## Work order
Retype, without any change, the first line of the records and every line after it through the one containing "of five fixed".

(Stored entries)
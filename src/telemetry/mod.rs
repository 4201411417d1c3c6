// SPDX-License-Identifier: MPL-2.0
// This Source Code Form is subject to the terms of the Mozilla Public
// License, v. 2.0. If a copy of the MPL was not distributed with this
// file, You can obtain one at https://mozilla.org/MPL/2.0/.

//! Notification frame parsing for `UberSmart` devices.
//!
//! The device pushes its status on the notify characteristic as a stream of
//! small binary frames. The first byte is a tag selecting one of five fixed
//! layouts; all multi-byte fields are little-endian.
//!
//! # Examples
//!
//! ```
//! use ubersolar_lib::state::StatusFragment;
//! use ubersolar_lib::telemetry::decode_frame;
//!
//! let frame = [0x05, 0, 1, 0, 0];
//! let fragment = decode_frame(&frame).unwrap();
//!
//! assert_eq!(
//!     fragment,
//!     StatusFragment::Faults { panel: 0, element: 1, pump: 0, solenoid: 0 }
//! );
//! ```

mod frame_parser;

pub use frame_parser::{decode_frame, encode_frame, frame_len};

## Response box
filename src/telemetry/mod.rs
repository 4201411417d1c3c6
// SPDX-License-Identifier: MPL-2.0
// This Source Code Form is subject to the terms of the Mozilla Public
// License, v. 2.0. If a copy of the MPL was not distributed with this
// file, You can obtain one at https://mozilla.org/MPL/2.0/.

//! Notification frame parsing for `UberSmart` devices.
//!
//! The device pushes its status on the notify characteristic as a stream of
//! small binary frames. The first byte is a tag selecting one of five fixed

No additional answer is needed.